Dataset entries:
------------------------------------------------------------
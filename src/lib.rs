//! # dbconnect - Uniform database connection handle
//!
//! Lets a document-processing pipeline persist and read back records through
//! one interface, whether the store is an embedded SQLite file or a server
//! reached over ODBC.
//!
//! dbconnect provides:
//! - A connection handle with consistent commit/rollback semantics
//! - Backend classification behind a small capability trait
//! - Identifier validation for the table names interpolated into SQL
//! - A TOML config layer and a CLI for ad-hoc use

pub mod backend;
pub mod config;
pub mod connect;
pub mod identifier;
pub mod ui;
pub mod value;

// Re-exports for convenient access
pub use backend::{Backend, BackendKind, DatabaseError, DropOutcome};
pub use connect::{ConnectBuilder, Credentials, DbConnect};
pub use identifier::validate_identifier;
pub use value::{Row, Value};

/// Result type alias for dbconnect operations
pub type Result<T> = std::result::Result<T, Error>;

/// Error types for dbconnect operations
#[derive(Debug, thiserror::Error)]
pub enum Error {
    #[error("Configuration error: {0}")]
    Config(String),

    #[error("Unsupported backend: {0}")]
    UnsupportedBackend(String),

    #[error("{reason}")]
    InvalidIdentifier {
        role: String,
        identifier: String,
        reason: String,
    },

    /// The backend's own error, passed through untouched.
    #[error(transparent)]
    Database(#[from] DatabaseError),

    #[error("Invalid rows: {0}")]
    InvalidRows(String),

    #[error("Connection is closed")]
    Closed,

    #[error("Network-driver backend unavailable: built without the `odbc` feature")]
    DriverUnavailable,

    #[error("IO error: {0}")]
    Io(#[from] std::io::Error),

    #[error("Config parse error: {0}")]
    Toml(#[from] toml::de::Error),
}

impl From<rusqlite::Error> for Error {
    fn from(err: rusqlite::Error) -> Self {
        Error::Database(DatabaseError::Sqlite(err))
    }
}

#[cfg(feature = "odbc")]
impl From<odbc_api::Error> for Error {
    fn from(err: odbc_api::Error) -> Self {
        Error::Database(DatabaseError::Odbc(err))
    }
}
------------------------------------------------------------
▶ What is required:
From the records above, transcribe without alteration every line from the one with "reached over ODBC." to the one with "pub mod value;", inclusive.

▶ Response to this task:
//! reached over ODBC.
//!
//! dbconnect provides:
//! - A connection handle with consistent commit/rollback semantics
//! - Backend classification behind a small capability trait
//! - Identifier validation for the table names interpolated into SQL
//! - A TOML config layer and a CLI for ad-hoc use

pub mod backend;
pub mod config;
pub mod connect;
pub mod identifier;
pub mod ui;
pub mod value;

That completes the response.